The procurement Policy and Operations Director informed the commission that Banjul City Council wrote back to GPPA seeking approval for the use of restricted tendering. And the Mayor of Banjul and the Mayor of Dakar decided to do a trial for 30 led-lights, which was opposed by some members of the BCC contracts committee.
Lawyer Gomez asked, “Can they do procurement of goods in the name trial without obtaining approval from GPPA?”
“They cannot do that. According to the Act, no procuring organization shall enter procurement without obtaining approval from GPPA at every stage of the procurement,” Sanyang said.
Sanyang said that the act was “completely wrong and should have been subjected to GPPA approval”.
“The implication includes possible corrupt practice,” He told the Commission.
He continued that he was informed that the led lights were purchased in pieces because BCC said they did not have funds to buy them at once, and even with the used piecemeal purchase the led-lights should have been approved by GPPA. But, he said, the Banjul City Council did not seek approval from GPPA.
Chairperson Bah However pointed out that the BCC letter to GPPA indicated that they have “Secured funding and intended to use part of the funds for street lights.” Ebrima Sanyang, in his reply, said he was informed that there was no tendering and the lights were purchased piecemeal.

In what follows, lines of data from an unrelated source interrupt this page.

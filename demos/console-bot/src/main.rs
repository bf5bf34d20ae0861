//! Console Bot Example
//!
//! Reads one message per stdin line, routes it through IMR and prints the
//! replies. Every line is treated as if it was sent by the same user in the
//! same group; both can be changed on the command line.
//!
//! # Commands
//!
//! ```text
//! ping              - pong
//! echo <text>       - echoes text
//! add <a> <b>       - sum of two integers, as a service card
//! whoami            - who sent the message
//! card              - the raw order
//! notify <text>     - admin only, sent through the sender handle
//! ```
//!
//! # Usage
//!
//! ```bash
//! cargo run --package console-bot -- --nick alice
//! cargo run --package console-bot -- --json   # JSON orders, one per line
//! ```

use std::path::PathBuf;

use anyhow::Result;
use async_trait::async_trait;
use clap::Parser;
use futures::Stream;
use imr::prelude::*;
use tokio::io::{AsyncBufReadExt, BufReader};
use tracing::{info, warn};

#[derive(Debug, Parser)]
#[command(version, about = "Console bot for the IMR message router")]
struct Args {
    /// Group every line is sent to.
    #[arg(long, default_value_t = 1000)]
    group: i64,

    /// Account number of the sender.
    #[arg(long, default_value_t = 10001)]
    sender_id: i64,

    /// Display name of the sender.
    #[arg(long, default_value = "console")]
    nick: String,

    /// Account allowed to use `notify`.
    #[arg(long, default_value_t = 10001)]
    admin: i64,

    /// Read JSON orders instead of plain lines.
    #[arg(long)]
    json: bool,

    /// Configuration file. Defaults to `imr.toml` in the current directory.
    #[arg(long)]
    config: Option<PathBuf>,
}

// ============================================================================
// Sender
// ============================================================================

struct ConsoleSender;

#[async_trait]
impl Sender for ConsoleSender {
    async fn send(&self, reply: Reply) -> SendResult<()> {
        match reply.service_id() {
            Some(id) => println!(
                "[{}] <service {id}> {}",
                reply.target_group(),
                reply.content()
            ),
            None => println!("[{}] {}", reply.target_group(), reply.content()),
        }
        Ok(())
    }
}

// ============================================================================
// Handlers
// ============================================================================

struct Toolbox;

impl Toolbox {
    async fn ping(self: Arc<Self>) -> &'static str {
        "pong"
    }

    async fn echo(self: Arc<Self>, message: String) -> Option<String> {
        message
            .strip_prefix("echo ")
            .map(str::trim)
            .filter(|text| !text.is_empty())
            .map(str::to_owned)
    }

    async fn add(self: Arc<Self>, a: i32, b: i32) -> Result<String> {
        let sum = a
            .checked_add(b)
            .ok_or_else(|| anyhow::anyhow!("{a} + {b} overflows"))?;
        Ok(sum.to_string())
    }

    async fn whoami(self: Arc<Self>, nick: String, sender_id: i64, group_id: i64) -> String {
        format!("{nick} ({sender_id}) in group {group_id}")
    }

    async fn card(self: Arc<Self>, order: Arc<Order>) -> Reply {
        Reply::plain(order.describe(), order.group_id())
    }

    async fn notify(
        self: Arc<Self>,
        message: String,
        group_id: i64,
        sender: BoxedSender,
    ) -> Result<&'static str, SendError> {
        let text = message.trim_start_matches("notify").trim();
        sender
            .send(Reply::plain(format!("NOTICE: {text}"), group_id))
            .await?;
        Ok("notice sent")
    }
}

fn routes() -> Vec<Route<Toolbox>> {
    vec![
        Route::new("ping", Toolbox::ping).reply(ReplyKind::Words),
        Route::new(r"echo .+", Toolbox::echo)
            .param(ParamSpec::FullMessage)
            .reply(ReplyKind::Words),
        Route::new(r"add -?\d+ -?\d+", Toolbox::add).params([
            ParamSpec::TokenIndexAsInt(1),
            ParamSpec::TokenIndexAsInt(2),
        ]),
        Route::new("whoami", Toolbox::whoami)
            .params([ParamSpec::SenderNick, ParamSpec::SenderId, ParamSpec::GroupId])
            .reply(ReplyKind::Words),
        Route::new("card", Toolbox::card),
        Route::new(r"notify .+", Toolbox::notify)
            .name("notify")
            .params([
                ParamSpec::FullMessage,
                ParamSpec::GroupId,
                ParamSpec::ReplySenderHandle,
            ])
            .reply(ReplyKind::Words),
    ]
}

// ============================================================================
// Main Entry Point
// ============================================================================

fn stdin_lines() -> impl Stream<Item = String> {
    let lines = BufReader::new(tokio::io::stdin()).lines();
    futures::stream::unfold(lines, |mut lines| async move {
        match lines.next_line().await {
            Ok(Some(line)) => Some((line, lines)),
            Ok(None) => None,
            Err(e) => {
                warn!(error = %e, "Failed to read stdin");
                None
            }
        }
    })
}

async fn serve<F: OrderFactory>(
    args: &Args,
    factory: F,
    events: impl Stream<Item = F::Source>,
) -> Result<()> {
    let mut loader = ConfigLoader::new().with_current_dir();
    if let Some(path) = &args.config {
        loader = loader.file(path);
    }

    let admin = args.admin;
    let toolbox = Arc::new(Toolbox);
    let client = Client::builder()
        .order_factory(factory)
        .sender(Arc::new(ConsoleSender))
        .authorizer(move |descriptor: &HandlerDescriptor, order: &Order| {
            descriptor.name() != "notify" || order.sender_id() == admin
        })
        .config_loader(loader)
        .register(&toolbox, routes())?
        .build()?;

    info!("Type a message and press enter. Ctrl+D or Ctrl+C quits.");
    client.run(events).await;
    Ok(())
}

#[tokio::main]
async fn main() -> Result<()> {
    let args = Args::parse();

    if args.json {
        let lines = futures::StreamExt::filter_map(stdin_lines(), |line| async move {
            serde_json::from_str::<serde_json::Value>(&line)
                .inspect_err(|e| warn!(error = %e, "Skipping malformed JSON line"))
                .ok()
        });
        serve(&args, JsonOrderFactory, lines).await
    } else {
        let (group, sender_id, nick) = (args.group, args.sender_id, args.nick.clone());
        let factory = FnOrderFactory::new(move |line: String| {
            Order::new(line.trim(), group, sender_id, nick.as_str()).ok()
        });
        serve(&args, factory, stdin_lines()).await
    }
}
//! # IMR Framework
//!
//! Routing, parameter binding and fan-out dispatch for the IMR message router.
//!
//! This layer provides:
//! - [`RouteTable`]: registration of handler owners and full-string regex routing
//! - [`Handler`]: Axum-style async handlers with typed, declared parameters
//! - [`bind`]: positional parameter binding against an order
//! - [`synthesize`]: handler output to [`Reply`](imr_core::Reply)
//! - [`Dispatcher`]: one tokio task per matched route, with failure isolation
//!
//! Authorization and per-invocation timeouts are tower layers around the
//! [`InvocationService`].

pub mod auth;
pub mod binder;
pub mod descriptor;
pub mod dispatcher;
pub mod error;
pub mod handler;
pub mod route;
pub mod service;
pub mod synth;

pub use auth::{AllowAll, Authorizer};
pub use binder::{AtMentions, BoundArgs, BoundValue, FromBound, bind, tokenize};
pub use descriptor::{HandlerDescriptor, ParamSpec, ReplyKind, RoutePattern, ValueKind};
pub use dispatcher::{DispatchReport, Dispatcher, DispatcherBuilder};
pub use error::{
    BindResult, BindingError, InvocationError, InvocationResult, RegisterError, RegisterResult,
    ResultError, Unauthorized,
};
pub use handler::{ErasedHandler, Handler, HandlerOutput, IntoHandlerOutput};
pub use route::{OwnerId, Route, RouteEntry, RouteTable};
pub use service::{
    AuthorizePredicate, BoxedInvocationService, Delivery, Invocation, InvocationService,
    invocation_service,
};
pub use synth::synthesize;
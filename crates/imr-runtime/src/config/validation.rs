//! Configuration validation utilities.

use super::error::{ConfigError, ConfigResult};
use super::schema::{DispatchConfig, ImrConfig, LogOutput, LoggingConfig};

/// Validates the entire configuration.
pub fn validate_config(config: &ImrConfig) -> ConfigResult<()> {
    validate_logging_config(&config.logging)?;
    validate_dispatch_config(&config.dispatch)?;
    Ok(())
}

fn validate_logging_config(logging: &LoggingConfig) -> ConfigResult<()> {
    if logging.output == LogOutput::File && logging.file_path.is_none() {
        return Err(ConfigError::validation(
            "logging.file_path is required when logging.output is \"file\"",
        ));
    }

    if logging.max_files == 0 {
        return Err(ConfigError::validation(
            "logging.max_files must be greater than 0",
        ));
    }

    for module in logging.filters.keys() {
        if module.is_empty() || module.contains(char::is_whitespace) {
            return Err(ConfigError::validation(format!(
                "Invalid logging filter target: {module:?}"
            )));
        }
    }

    Ok(())
}

fn validate_dispatch_config(dispatch: &DispatchConfig) -> ConfigResult<()> {
    if dispatch.invocation_timeout_ms == Some(0) {
        return Err(ConfigError::validation(
            "dispatch.invocation_timeout_ms must be greater than 0",
        ));
    }
    Ok(())
}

Chairperson Bah further pointed out the inconsistency in the GPPA that on 12th April 2022, GPPA gave them two pieces of advice. “One of the pieces of advice was for the use of restricted tender and on the second page, GPPA gave another piece of advice to BCC to use the open tendering method”. Sanyangadmitted that it was inconsistent on the part of GPPA.
Meanwhile, the report indicated that BCC wrote to GPPA seeking approval for the shortening of the bidding period, Chairperson Jainaba Bah in her interjection noted that KMC and now BCC always request for shortening of the bidding period and were concerned about the blanket approval of the requests by GPPA.
“The reason for the 30 days is to give the suppliers ample time to prepare the bidding documents,” Ebrima Sanyang said.
Furthermore, he explained that the shortening of the time depends on the reasons provided. When asked by Chairperson Jainaba Bah as to whether the reasons provided by councils for shortening the bidding period were genuine or not.
He responded, “My opinion is that most of the justifications for the shortening of the bidding periods are not genuine”.
Lawyer Patrick Gomez said the more you shorten the time, the more you exclude potential suppliers. The witness agreed and said the reasons given were not genuine.